▶ **EXTRACTED ENTRIES**
◇ ◇ ◇

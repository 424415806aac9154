//! Batch parsing over a worker pool

use crate::config::EngineConfig;
use crate::error::Result;
use turkmorph_core::{MorphemeContainer, MorphologicParser};

#[cfg(feature = "parallel")]
use crate::error::EngineError;
#[cfg(feature = "parallel")]
use rayon::prelude::*;

/// How a batch is parsed
#[derive(Debug, Clone, Copy, PartialEq, Eq)]
pub enum ExecutionMode {
    /// On the calling thread
    Sequential,
    /// Partitioned over the worker pool
    Parallel,
}

/// Select the execution mode for a batch of `batch_len` words
pub fn auto_select(batch_len: usize, min_parallel_batch: usize, threads: usize) -> ExecutionMode {
    if threads <= 1 || batch_len < min_parallel_batch {
        ExecutionMode::Sequential
    } else {
        #[cfg(feature = "parallel")]
        return ExecutionMode::Parallel;

        #[cfg(not(feature = "parallel"))]
        ExecutionMode::Sequential
    }
}

/// Parser splitting large batches into one partition per worker.
///
/// Each partition goes through the inner parser's `parse_all`, so a
/// [`CachingParser`](crate::CachingParser) deduplicates per partition and
/// writes back once per partition. Results always follow input order.
pub struct BulkParser<P> {
    parser: P,
    min_parallel_batch: usize,
    #[cfg(feature = "parallel")]
    pool: Option<rayon::ThreadPool>,
}

impl<P: MorphologicParser> BulkParser<P> {
    /// Parser that never leaves the calling thread
    pub fn sequential(parser: P) -> Self {
        Self {
            parser,
            min_parallel_batch: usize::MAX,
            #[cfg(feature = "parallel")]
            pool: None,
        }
    }

    /// Parser with a dedicated pool sized by the configuration
    pub fn new(parser: P, config: &EngineConfig) -> Result<Self> {
        if !config.parallel {
            return Ok(Self::sequential(parser));
        }

        #[cfg(feature = "parallel")]
        {
            let pool = rayon::ThreadPoolBuilder::new()
                .num_threads(config.threads.unwrap_or_else(num_cpus::get))
                .thread_name(|i| format!("turkmorph-worker-{i}"))
                .build()
                .map_err(|e| EngineError::ParallelError(e.to_string()))?;
            tracing::debug!(threads = pool.current_num_threads(), "created parse pool");
            Ok(Self {
                parser,
                min_parallel_batch: config.min_parallel_batch,
                pool: Some(pool),
            })
        }

        #[cfg(not(feature = "parallel"))]
        {
            tracing::debug!("parallel parsing requested without the parallel feature");
            Ok(Self::sequential(parser))
        }
    }

    /// The wrapped parser
    pub fn inner(&self) -> &P {
        &self.parser
    }

    /// Worker threads available to a batch
    pub fn thread_count(&self) -> usize {
        #[cfg(feature = "parallel")]
        if let Some(pool) = &self.pool {
            return pool.current_num_threads();
        }
        1
    }

    /// Mode a batch of this size would run in
    pub fn mode_for(&self, batch_len: usize) -> ExecutionMode {
        auto_select(batch_len, self.min_parallel_batch, self.thread_count())
    }

    /// Parses of each word, in input order
    pub fn parse_batch(&self, words: &[&str]) -> Vec<Vec<MorphemeContainer>> {
        match self.mode_for(words.len()) {
            ExecutionMode::Sequential => self.parser.parse_all(words),
            ExecutionMode::Parallel => self.parse_partitioned(words),
        }
    }

    #[cfg(feature = "parallel")]
    fn parse_partitioned(&self, words: &[&str]) -> Vec<Vec<MorphemeContainer>> {
        let Some(pool) = &self.pool else {
            return self.parser.parse_all(words);
        };
        let threads = pool.current_num_threads();
        let partition = words.len().div_ceil(threads).max(1);
        tracing::debug!(words = words.len(), threads, partition, "parallel batch");

        pool.install(|| {
            words
                .par_chunks(partition)
                .flat_map_iter(|chunk| self.parser.parse_all(chunk))
                .collect()
        })
    }

    #[cfg(not(feature = "parallel"))]
    fn parse_partitioned(&self, words: &[&str]) -> Vec<Vec<MorphemeContainer>> {
        self.parser.parse_all(words)
    }
}

impl<P: MorphologicParser> MorphologicParser for BulkParser<P> {
    fn parse(&self, input: &str) -> Vec<MorphemeContainer> {
        self.parser.parse(input)
    }

    fn parse_all(&self, inputs: &[&str]) -> Vec<Vec<MorphemeContainer>> {
        self.parse_batch(inputs)
    }
}

impl<P> std::fmt::Debug for BulkParser<P> {
    fn fmt(&self, f: &mut std::fmt::Formatter<'_>) -> std::fmt::Result {
        let mut debug = f.debug_struct("BulkParser");
        debug.field("min_parallel_batch", &self.min_parallel_batch);
        #[cfg(feature = "parallel")]
        debug.field(
            "threads",
            &self.pool.as_ref().map_or(1, |pool| pool.current_num_threads()),
        );
        debug.finish()
    }
}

◇ ◇ ◇

▶ **ABOUT THIS TASK**
Hand back the material above in full, exactly as written.

▶ **OUTPUT OF THE EXERCISE**
repository 424415806aac9154
//! Batch parsing over a worker pool

use crate::config::EngineConfig;
use crate::error::Result;
use turkmorph_core::{MorphemeContainer, MorphologicParser};

#[cfg(feature = "parallel")]
use crate::error::EngineError;
#[cfg(feature = "parallel")]
use rayon::prelude::*;

/// How a batch is parsed
#[derive(Debug, Clone, Copy, PartialEq, Eq)]
pub enum ExecutionMode {
    /// On the calling thread
    Sequential,
    /// Partitioned over the worker pool
    Parallel,
}

/// Select the execution mode for a batch of `batch_len` words
pub fn auto_select(batch_len: usize, min_parallel_batch: usize, threads: usize) -> ExecutionMode {
    if threads <= 1 || batch_len < min_parallel_batch {
        ExecutionMode::Sequential
    } else {
        #[cfg(feature = "parallel")]
        return ExecutionMode::Parallel;

        #[cfg(not(feature = "parallel"))]
        ExecutionMode::Sequential
    }
}

/// Parser splitting large batches into one partition per worker.
///
/// Each partition goes through the inner parser's `parse_all`, so a
/// [`CachingParser`](crate::CachingParser) deduplicates per partition and
/// writes back once per partition. Results always follow input order.
pub struct BulkParser<P> {
    parser: P,
    min_parallel_batch: usize,
    #[cfg(feature = "parallel")]
    pool: Option<rayon::ThreadPool>,
}

impl<P: MorphologicParser> BulkParser<P> {
    /// Parser that never leaves the calling thread
    pub fn sequential(parser: P) -> Self {
        Self {
            parser,
            min_parallel_batch: usize::MAX,
            #[cfg(feature = "parallel")]
            pool: None,
        }
    }

    /// Parser with a dedicated pool sized by the configuration
    pub fn new(parser: P, config: &EngineConfig) -> Result<Self> {
        if !config.parallel {
            return Ok(Self::sequential(parser));
        }

        #[cfg(feature = "parallel")]
        {
            let pool = rayon::ThreadPoolBuilder::new()
                .num_threads(config.threads.unwrap_or_else(num_cpus::get))
                .thread_name(|i| format!("turkmorph-worker-{i}"))
                .build()
                .map_err(|e| EngineError::ParallelError(e.to_string()))?;
            tracing::debug!(threads = pool.current_num_threads(), "created parse pool");
            Ok(Self {
                parser,
                min_parallel_batch: config.min_parallel_batch,
                pool: Some(pool),
            })
        }

        #[cfg(not(feature = "parallel"))]
        {
            tracing::debug!("parallel parsing requested without the parallel feature");
            Ok(Self::sequential(parser))
        }
    }

    /// The wrapped parser
    pub fn inner(&self) -> &P {
        &self.parser
    }

    /// Worker threads available to a batch
    pub fn thread_count(&self) -> usize {
        #[cfg(feature = "parallel")]
        if let Some(pool) = &self.pool {
            return pool.current_num_threads();
        }
        1
    }

    /// Mode a batch of this size would run in
    pub fn mode_for(&self, batch_len: usize) -> ExecutionMode {
        auto_select(batch_len, self.min_parallel_batch, self.thread_count())
    }

    /// Parses of each word, in input order
    pub fn parse_batch(&self, words: &[&str]) -> Vec<Vec<MorphemeContainer>> {
        match self.mode_for(words.len()) {
            ExecutionMode::Sequential => self.parser.parse_all(words),
            ExecutionMode::Parallel => self.parse_partitioned(words),
        }
    }

    #[cfg(feature = "parallel")]
    fn parse_partitioned(&self, words: &[&str]) -> Vec<Vec<MorphemeContainer>> {
        let Some(pool) = &self.pool else {
            return self.parser.parse_all(words);
        };
        let threads = pool.current_num_threads();
        let partition = words.len().div_ceil(threads).max(1);
        tracing::debug!(words = words.len(), threads, partition, "parallel batch");

        pool.install(|| {
            words
                .par_chunks(partition)
                .flat_map_iter(|chunk| self.parser.parse_all(chunk))
                .collect()
        })
    }

    #[cfg(not(feature = "parallel"))]
    fn parse_partitioned(&self, words: &[&str]) -> Vec<Vec<MorphemeContainer>> {
        self.parser.parse_all(words)
    }
}

impl<P: MorphologicParser> MorphologicParser for BulkParser<P> {
    fn parse(&self, input: &str) -> Vec<MorphemeContainer> {
        self.parser.parse(input)
    }

    fn parse_all(&self, inputs: &[&str]) -> Vec<Vec<MorphemeContainer>> {
        self.parse_batch(inputs)
    }
}

impl<P> std::fmt::Debug for BulkParser<P> {
    fn fmt(&self, f: &mut std::fmt::Formatter<'_>) -> std::fmt::Result {
        let mut debug = f.debug_struct("BulkParser");
        debug.field("min_parallel_batch", &self.min_parallel_batch);
        #[cfg(feature = "parallel")]
        debug.field(
            "threads",
            &self.pool.as_ref().map_or(1, |pool| pool.current_num_threads()),
        );
        debug.finish()
    }
}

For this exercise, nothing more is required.